*** Block opens ***

//! Error types for the store and the HTTP layer.

use axum::{
    http::StatusCode,
    response::{IntoResponse, Response},
    Json,
};
use serde_json::json;
use thiserror::Error;

use crate::availability::{Denial, LeaveRangeError};
use crate::calendar::CalendarError;
use crate::models::LeaveStatus;

/// Errors raised by a [`crate::store::CalendarStore`].
#[derive(Error, Debug)]
pub enum StoreError {
    #[error("Database error: {0}")]
    Database(#[from] sqlx::Error),

    #[error("{entity} not found: {id}")]
    NotFound { entity: &'static str, id: String },

    #[error("{entity} already exists: {id}")]
    AlreadyExists { entity: &'static str, id: String },

    #[error("Event {0} is at capacity")]
    CapacityReached(String),

    #[error("Invalid state transition from {from} to {to}")]
    InvalidStateTransition { from: String, to: String },
}

impl StoreError {
    pub fn not_found(entity: &'static str, id: impl ToString) -> Self {
        Self::NotFound {
            entity,
            id: id.to_string(),
        }
    }

    pub fn invalid_transition(from: LeaveStatus, to: LeaveStatus) -> Self {
        Self::InvalidStateTransition {
            from: from.as_str().to_string(),
            to: to.as_str().to_string(),
        }
    }

    pub fn already_exists(entity: &'static str, id: impl ToString) -> Self {
        Self::AlreadyExists {
            entity,
            id: id.to_string(),
        }
    }
}

pub type StoreResult<T> = Result<T, StoreError>;

/// Errors returned from route handlers.
#[derive(Error, Debug)]
pub enum AppError {
    #[error("{0}")]
    BadRequest(String),

    #[error("{0}")]
    NotFound(String),

    #[error("{0}")]
    Denied(#[from] Denial),

    #[error(transparent)]
    Store(#[from] StoreError),
}

impl From<CalendarError> for AppError {
    fn from(err: CalendarError) -> Self {
        AppError::BadRequest(err.to_string())
    }
}

impl From<LeaveRangeError> for AppError {
    fn from(err: LeaveRangeError) -> Self {
        AppError::BadRequest(err.to_string())
    }
}

impl IntoResponse for AppError {
    fn into_response(self) -> Response {
        let (status, body) = match self {
            AppError::BadRequest(msg) => (StatusCode::BAD_REQUEST, json!({ "error": msg })),
            AppError::NotFound(msg) => (StatusCode::NOT_FOUND, json!({ "error": msg })),
            AppError::Denied(denial) => (
                StatusCode::CONFLICT,
                json!({ "error": denial.to_string(), "reason": denial.code() }),
            ),
            AppError::Store(StoreError::NotFound { entity, id }) => (
                StatusCode::NOT_FOUND,
                json!({ "error": format!("{entity} not found: {id}") }),
            ),
            AppError::Store(
                err @ (StoreError::AlreadyExists { .. } | StoreError::InvalidStateTransition { .. }),
            ) => {
                (StatusCode::CONFLICT, json!({ "error": err.to_string() }))
            }
            AppError::Store(StoreError::CapacityReached(_)) => (
                StatusCode::CONFLICT,
                json!({ "error": Denial::AtCapacity.to_string(), "reason": Denial::AtCapacity.code() }),
            ),
            AppError::Store(StoreError::Database(e)) => {
                tracing::error!("❌ DB error: {:?}", e);
                (StatusCode::INTERNAL_SERVER_ERROR, json!({ "error": "DB error" }))
            }
        };
        (status, Json(body)).into_response()
    }
}

pub type AppResult<T> = Result<T, AppError>;
use std::collections::BTreeSet;

use chrono::{DateTime, NaiveDate, Utc};
use serde::{Deserialize, Serialize};
use uuid::Uuid;

use crate::calendar::FlowLevel;

/// One user's entry for one calendar day.
#[derive(Debug, Clone, PartialEq, Eq, Serialize, Deserialize)]
pub struct DateRecord {
    pub user_id: Uuid,
    pub date: NaiveDate,
    pub flow_intensity: Option<i32>,
    #[serde(default)]
    pub symptoms: BTreeSet<String>,
    pub note: Option<String>,
}

impl DateRecord {
    pub fn new(user_id: Uuid, date: NaiveDate) -> Self {
        Self {
            user_id,
            date,
            flow_intensity: None,
            symptoms: BTreeSet::new(),
            note: None,
        }
    }

    pub fn with_flow(mut self, intensity: i32) -> Self {
        self.flow_intensity = Some(intensity);
        self
    }
}

#[derive(Debug, Clone, PartialEq, Eq, Serialize, Deserialize)]
pub struct EventOccurrence {
    pub id: Uuid,
    pub title: String,
    pub start: DateTime<Utc>,
    pub end: DateTime<Utc>,
    pub capacity: Option<i32>,
    pub registration_count: i32,
}

#[derive(Debug, Clone, Deserialize)]
pub struct NewEvent {
    pub title: String,
    pub start: DateTime<Utc>,
    pub end: DateTime<Utc>,
    pub capacity: Option<i32>,
}

#[derive(Debug, Clone, PartialEq, Eq, Serialize)]
pub struct Registration {
    pub event_id: Uuid,
    pub user_id: Uuid,
    pub registered_at: DateTime<Utc>,
}

#[derive(Debug, Clone, Copy, PartialEq, Eq, Serialize, Deserialize)]
#[serde(rename_all = "lowercase")]
pub enum LeaveStatus {
    Pending,
    Approved,
    Rejected,
}

impl LeaveStatus {
    pub fn as_str(self) -> &'static str {
        match self {
            LeaveStatus::Pending => "pending",
            LeaveStatus::Approved => "approved",
            LeaveStatus::Rejected => "rejected",
        }
    }

    pub fn parse(raw: &str) -> Option<Self> {
        match raw {
            "pending" => Some(LeaveStatus::Pending),
            "approved" => Some(LeaveStatus::Approved),
            "rejected" => Some(LeaveStatus::Rejected),
            _ => None,
        }
    }

    /// Whether the request still blocks the time it covers.
    pub fn is_active(self) -> bool {
        matches!(self, LeaveStatus::Pending | LeaveStatus::Approved)
    }
}

#[derive(Debug, Clone, PartialEq, Eq, Serialize)]
pub struct LeaveRequest {
    pub id: Uuid,
    pub user_id: Uuid,
    pub start: DateTime<Utc>,
    pub end: DateTime<Utc>,
    pub reason: Option<String>,
    pub status: LeaveStatus,
    pub created_at: DateTime<Utc>,
}

#[derive(Debug, Clone, Deserialize)]
pub struct NewLeaveRequest {
    pub user_id: Uuid,
    pub start: DateTime<Utc>,
    pub end: DateTime<Utc>,
    pub reason: Option<String>,
}

#[derive(Debug, Serialize)]
pub struct SymptomsByDate {
    pub date: NaiveDate,
    pub symptoms: Vec<String>,
}

#[derive(Debug, Clone, PartialEq, Serialize)]
pub struct BleedingPeriod {
    pub start_date: NaiveDate,
    pub end_date: NaiveDate,
    pub days: Vec<BleedingDay>,
}

#[derive(Debug, Clone, PartialEq, Serialize)]
pub struct BleedingDay {
    pub date: NaiveDate,
    pub intensity: i32,
    pub level: FlowLevel,
}

#[derive(Debug, Clone, PartialEq, Serialize)]
pub struct CycleStat {
    pub cycle_number: u32,
    pub start_date: NaiveDate,
    pub period_length: i64,
    /// `None` while the cycle is still running.
    pub cycle_length: Option<i64>,
}

#[derive(Debug, Clone, PartialEq, Serialize)]
pub struct CycleStats {
    pub average_period_length: f64,
    pub average_cycle_length: f64,
    pub cycle_stats: Vec<CycleStat>,
}

#[derive(Debug, Clone, PartialEq, Serialize)]
pub struct CycleSummary {
    pub cycle_day: i64,
    pub in_fertile_window: bool,
    pub period_expected_in_days: i64,
    pub start_date: NaiveDate,
}
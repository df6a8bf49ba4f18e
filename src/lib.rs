//! Calendar, events and leave backend.
//!
//! The pure date logic lives in [`calendar`], [`availability`] and
//! [`cycles`]; [`routes`] exposes it over HTTP on top of a [`store`].

pub mod availability;
pub mod calendar;
pub mod config;
pub mod cycles;
pub mod error;
pub mod models;
pub mod routes;
pub mod store;

use std::sync::Arc;

use axum::{routing::get, Router};
use chrono::{DateTime, NaiveDate, Utc};
use tower_http::trace::TraceLayer;

use crate::store::CalendarStore;

/// Source of "now" for handlers.
#[derive(Debug, Clone, Copy)]
pub enum Clock {
    System,
    Fixed(DateTime<Utc>),
}

impl Clock {
    pub fn now(&self) -> DateTime<Utc> {
        match self {
            Clock::System => Utc::now(),
            Clock::Fixed(at) => *at,
        }
    }

    pub fn today(&self) -> NaiveDate {
        self.now().date_naive()
    }
}

#[derive(Clone)]
pub struct AppState {
    pub store: Arc<dyn CalendarStore>,
    pub clock: Clock,
}

impl AppState {
    pub fn new(store: Arc<dyn CalendarStore>) -> Self {
        Self {
            store,
            clock: Clock::System,
        }
    }

    pub fn with_clock(mut self, clock: Clock) -> Self {
        self.clock = clock;
        self
    }
}

pub fn app(state: AppState) -> Router {
    Router::new()
        .merge(routes::records::routes(state.clone()))
        .merge(routes::symptoms::routes(state.clone()))
        .merge(routes::calendar::routes(state.clone()))
        .merge(routes::bleeding::routes(state.clone()))
        .merge(routes::cycle::routes(state.clone()))
        .merge(routes::cycle_stats::routes(state.clone()))
        .merge(routes::events::routes(state.clone()))
        .merge(routes::leave::routes(state))
        .route("/health", get(|| async { "✅ Backend up" }))
        .layer(TraceLayer::new_for_http())
}
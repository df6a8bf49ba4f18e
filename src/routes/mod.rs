pub mod bleeding;
pub mod calendar;
pub mod cycle;
pub mod cycle_stats;
pub mod events;
pub mod leave;
pub mod records;
pub mod symptoms;

use chrono::NaiveDate;
use serde::Deserialize;
use uuid::Uuid;

use crate::calendar::parse_calendar_date;
use crate::error::{AppError, AppResult};

#[derive(Deserialize)]
pub struct UserQuery {
    pub user_id: Uuid,
}

/// Parse a `YYYY-MM-DD` request field, naming it in the 400 response.
pub(crate) fn parse_date_field(field: &str, raw: &str) -> AppResult<NaiveDate> {
    parse_calendar_date(raw).ok_or_else(|| {
        AppError::BadRequest(format!("Invalid {field} '{raw}' (expected YYYY-MM-DD)"))
    })
}

pub(crate) fn parse_optional_date(field: &str, raw: Option<&str>) -> AppResult<Option<NaiveDate>> {
    raw.map(|raw| parse_date_field(field, raw)).transpose()
}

*** Block closes ***

### AIM OF THE TASK
Copy out the listing above, line by line and exactly, from its first line to the line holding "use crate::models::LeaveStatus;", inclusive.

### ANSWER FOR THE TASK
//! Error types for the store and the HTTP layer.

use axum::{
    http::StatusCode,
    response::{IntoResponse, Response},
    Json,
};
use serde_json::json;
use thiserror::Error;

use crate::availability::{Denial, LeaveRangeError};
use crate::calendar::CalendarError;
use crate::models::LeaveStatus;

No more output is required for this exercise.